If I daydream about Vienna, it’s not the Opera House or the Boys’ Choir or the Lipizzaner Stallions. I think of mouth-watering sautéed spinach and a sea bass encased in a rock-salt shell whipped up in a small restaurant with no signage at the end of a darkened street off the main drag.

Oh, the fishes I have loved. Magical preparations are created on the Lamma Island waterfront in the South China Sea, but there’s no better land on the globe for catfish than Monroe County, Mississippi. You can spend some quality time with atop a lock on the Tennessee-Tombigbee Waterway if you stop off at the Walmart for a bag of George Jones Country Gold Dog Food to toss into the water. When the nuggets hit the surface, the water roils with hungry catfish. If you’re lucky, a legendary monster catfish the size of a dolphin will rise from the depths like Neptune for a mouthful of The Possum’s finest.

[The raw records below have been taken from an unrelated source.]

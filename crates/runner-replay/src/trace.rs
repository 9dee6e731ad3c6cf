//! JSON Lines trace format, one frame per line:
//!
//! ```text
//! {"t": 1033.3, "keypoints": [{"name": "left_hip", "x": 310.0, "y": 300.5, "score": 0.92}, ...]}
//! ```
//!
//! `t` is milliseconds on the capture clock. Blank lines are skipped.

use runner_core::{Keypoint, PoseFrame};
use serde::{Deserialize, Serialize};
use std::io::{BufRead, Write};
use thiserror::Error;

#[derive(Debug, Error)]
pub enum TraceError {
    #[error("line {line}: {source}")]
    Parse {
        line: usize,
        #[source]
        source: serde_json::Error,
    },
    #[error("line {line}: unknown keypoint {name:?}")]
    UnknownKeypoint { line: usize, name: String },
    #[error(transparent)]
    Io(#[from] std::io::Error),
    #[error(transparent)]
    Encode(#[from] serde_json::Error),
}

#[derive(Clone, Debug, PartialEq, Serialize, Deserialize)]
pub struct TraceKeypoint {
    pub name: String,
    pub x: f32,
    pub y: f32,
    pub score: f32,
}

#[derive(Clone, Debug, PartialEq, Serialize, Deserialize)]
pub struct TraceRecord {
    pub t: f64,
    pub keypoints: Vec<TraceKeypoint>,
}

impl TraceRecord {
    pub fn from_frame(t: f64, frame: &PoseFrame) -> Self {
        Self {
            t,
            keypoints: frame
                .iter()
                .map(|k| TraceKeypoint {
                    name: k.kind.name().to_string(),
                    x: k.position.x,
                    y: k.position.y,
                    score: k.score,
                })
                .collect(),
        }
    }

    /// Convert to a pose frame; `line` is only used for error messages.
    pub fn to_frame(&self, line: usize) -> Result<PoseFrame, TraceError> {
        let keypoints = self
            .keypoints
            .iter()
            .map(|k| {
                Keypoint::named(&k.name, k.x, k.y, k.score).ok_or_else(|| {
                    TraceError::UnknownKeypoint {
                        line,
                        name: k.name.clone(),
                    }
                })
            })
            .collect::<Result<Vec<_>, _>>()?;
        Ok(PoseFrame::new(keypoints))
    }
}

pub fn read_trace(reader: impl BufRead) -> Result<Vec<TraceRecord>, TraceError> {
    let mut records = Vec::new();
    for (i, line) in reader.lines().enumerate() {
        let line = line?;
        if line.trim().is_empty() {
            continue;
        }
        let record = serde_json::from_str(&line).map_err(|source| TraceError::Parse {
            line: i + 1,
            source,
        })?;
        records.push(record);
    }
    Ok(records)
}

pub fn write_trace(mut writer: impl Write, records: &[TraceRecord]) -> Result<(), TraceError> {
    for record in records {
        serde_json::to_writer(&mut writer, record)?;
        writer.write_all(b"\n")?;
    }
    writer.flush()?;
    Ok(())
}
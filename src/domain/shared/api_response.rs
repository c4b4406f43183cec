use axum::{
    http::StatusCode,
    response::{IntoResponse, Response},
    Json,
};
use serde::{Deserialize, Serialize};

use crate::error::ErrorCode;

pub const INTERNAL_SERVER_ERROR_MESSAGE: &str = "Internal Server Error";

/// Pagination block of a paginated success envelope
#[derive(Debug, Clone, PartialEq, Serialize, Deserialize)]
#[serde(rename_all = "camelCase")]
pub struct Pagination {
    pub page: u32,
    pub limit: u32,
    pub total: u64,
    pub total_pages: u64,
}

impl Pagination {
    pub fn new(page: u32, limit: u32, total: u64) -> Self {
        let total_pages = if limit == 0 {
            0
        } else {
            total.div_ceil(u64::from(limit))
        };

        Self {
            page,
            limit,
            total,
            total_pages,
        }
    }
}

/// `{ success: true, message?, data, pagination? }`
#[derive(Debug, Serialize, Deserialize)]
pub struct SuccessEnvelope<T> {
    pub success: bool,
    #[serde(skip_serializing_if = "Option::is_none")]
    pub message: Option<String>,
    pub data: T,
    #[serde(skip_serializing_if = "Option::is_none")]
    pub pagination: Option<Pagination>,
}

/// Extra fields merged into an error envelope
#[derive(Debug, Clone, PartialEq, Serialize, Deserialize)]
pub struct ErrorExtra {
    pub code: ErrorCode,
    #[serde(skip_serializing_if = "Option::is_none")]
    pub details: Option<Vec<String>>,
}

/// `{ success: false, message, ...extra }`
#[derive(Debug, Serialize, Deserialize)]
pub struct ErrorEnvelope {
    pub success: bool,
    pub message: String,
    #[serde(flatten)]
    pub extra: Option<ErrorExtra>,
}

/// Builds the uniform JSON envelope every endpoint answers with
pub struct ApiResponse;

impl ApiResponse {
    pub fn success<T: Serialize>(data: T, message: Option<&str>, status: StatusCode) -> Response {
        let envelope = SuccessEnvelope {
            success: true,
            message: message.map(str::to_string),
            data,
            pagination: None,
        };
        (status, Json(envelope)).into_response()
    }

    pub fn ok<T: Serialize>(data: T) -> Response {
        Self::success(data, None, StatusCode::OK)
    }

    pub fn pagination<T: Serialize>(data: Vec<T>, page: u32, limit: u32, total: u64) -> Response {
        let envelope = SuccessEnvelope {
            success: true,
            message: None,
            data,
            pagination: Some(Pagination::new(page, limit, total)),
        };
        (StatusCode::OK, Json(envelope)).into_response()
    }

    pub fn error(message: &str, status: StatusCode, extra: Option<ErrorExtra>) -> Response {
        let envelope = ErrorEnvelope {
            success: false,
            message: message.to_string(),
            extra,
        };
        (status, Json(envelope)).into_response()
    }
}
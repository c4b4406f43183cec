use crate::domain::error_log::{ErrorLog, ErrorLogStore, PaginatedLogs, PaginationOptions};
use crate::error::AppResult;
use async_trait::async_trait;
use parking_lot::RwLock;
use uuid::Uuid;

/// Error log storage kept in process memory, used by the test environment
#[derive(Default)]
pub struct InMemoryErrorLogRepository {
    entries: RwLock<Vec<ErrorLog>>,
}

impl InMemoryErrorLogRepository {
    pub fn new() -> Self {
        Self::default()
    }

    pub fn len(&self) -> usize {
        self.entries.read().len()
    }

    pub fn is_empty(&self) -> bool {
        self.entries.read().is_empty()
    }

    /// Snapshot of every stored entry in insertion order
    pub fn entries(&self) -> Vec<ErrorLog> {
        self.entries.read().clone()
    }
}

#[async_trait]
impl ErrorLogStore for InMemoryErrorLogRepository {
    async fn insert(&self, entry: &ErrorLog) -> AppResult<()> {
        self.entries.write().push(entry.clone());
        Ok(())
    }

    async fn find_paginated(&self, options: PaginationOptions) -> AppResult<PaginatedLogs> {
        let entries = self.entries.read();

        let mut rows: Vec<ErrorLog> = entries.iter().cloned().collect();
        // Stable sort on the reversed list keeps later inserts first on equal timestamps
        rows.reverse();
        rows.sort_by(|a, b| b.timestamp.cmp(&a.timestamp));

        let offset = usize::try_from(options.offset.max(0)).unwrap_or(usize::MAX);
        let limit = usize::try_from(options.limit.max(0)).unwrap_or(usize::MAX);
        let rows = rows.into_iter().skip(offset).take(limit).collect();

        Ok(PaginatedLogs {
            rows,
            count: entries.len() as i64,
        })
    }

    async fn find_by_id(&self, id: Uuid) -> AppResult<Option<ErrorLog>> {
        Ok(self.entries.read().iter().find(|e| e.id == id).cloned())
    }

    async fn ping(&self) -> AppResult<()> {
        Ok(())
    }

    fn backend(&self) -> &'static str {
        "memory"
    }
}
pub mod dashboard;
pub mod error_log;
pub mod health;
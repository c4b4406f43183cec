pub mod api_response;

pub use api_response::{ApiResponse, ErrorEnvelope, ErrorExtra, Pagination, SuccessEnvelope};
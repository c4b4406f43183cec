use async_trait::async_trait;
use serde::de::DeserializeOwned;
use std::time::Duration;

use crate::domain::dashboard::{
    CatalogApi, CourseSummary, DashboardServiceError, EnrollmentSummary, ListPage, ListQuery,
    StudentSummary,
};

/// Client for the upstream admin API list endpoints
pub struct HttpCatalogClient {
    base_url: String,
    http_client: reqwest::Client,
}

impl HttpCatalogClient {
    pub fn new(base_url: impl Into<String>, timeout: Duration) -> Result<Self, reqwest::Error> {
        let http_client = reqwest::Client::builder().timeout(timeout).build()?;

        Ok(Self {
            base_url: base_url.into().trim_end_matches('/').to_string(),
            http_client,
        })
    }

    async fn list<T: DeserializeOwned>(
        &self,
        resource: &str,
        query: &ListQuery,
    ) -> Result<ListPage<T>, DashboardServiceError> {
        let url = format!("{}/{}", self.base_url, resource);

        let mut params = vec![("limit", query.limit.to_string())];
        if query.newest_first {
            params.push(("sortBy", "createdAt".to_string()));
            params.push(("sortOrder", "desc".to_string()));
        }

        let response = self
            .http_client
            .get(&url)
            .header("Accept", "application/json")
            .query(&params)
            .send()
            .await
            .map_err(|e| DashboardServiceError::Upstream(format!("GET {} failed: {}", url, e)))?;

        let response = response.error_for_status().map_err(|e| {
            DashboardServiceError::Upstream(format!("GET {} returned an error: {}", url, e))
        })?;

        response.json::<ListPage<T>>().await.map_err(|e| {
            DashboardServiceError::Upstream(format!("GET {} returned an invalid body: {}", url, e))
        })
    }
}

#[async_trait]
impl CatalogApi for HttpCatalogClient {
    async fn list_students(
        &self,
        query: &ListQuery,
    ) -> Result<ListPage<StudentSummary>, DashboardServiceError> {
        self.list("students", query).await
    }

    async fn list_courses(
        &self,
        query: &ListQuery,
    ) -> Result<ListPage<CourseSummary>, DashboardServiceError> {
        self.list("courses", query).await
    }

    async fn list_enrollments(
        &self,
        query: &ListQuery,
    ) -> Result<ListPage<EnrollmentSummary>, DashboardServiceError> {
        self.list("enrollments", query).await
    }
}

Later, you can make your way to Wren and meander down Coontail Road toward the Friendship House for bottomless plates of fried catfish, chased by caramel pie topped with toasted meringue standing higher than the servers’ beehive hair.

If you get to Bubba’s Boom-Boom Room, you’re on Little Coontail Road, and you’ve gone the wrong way, perhaps in more ways than one. But that would be a whole ‘nother story.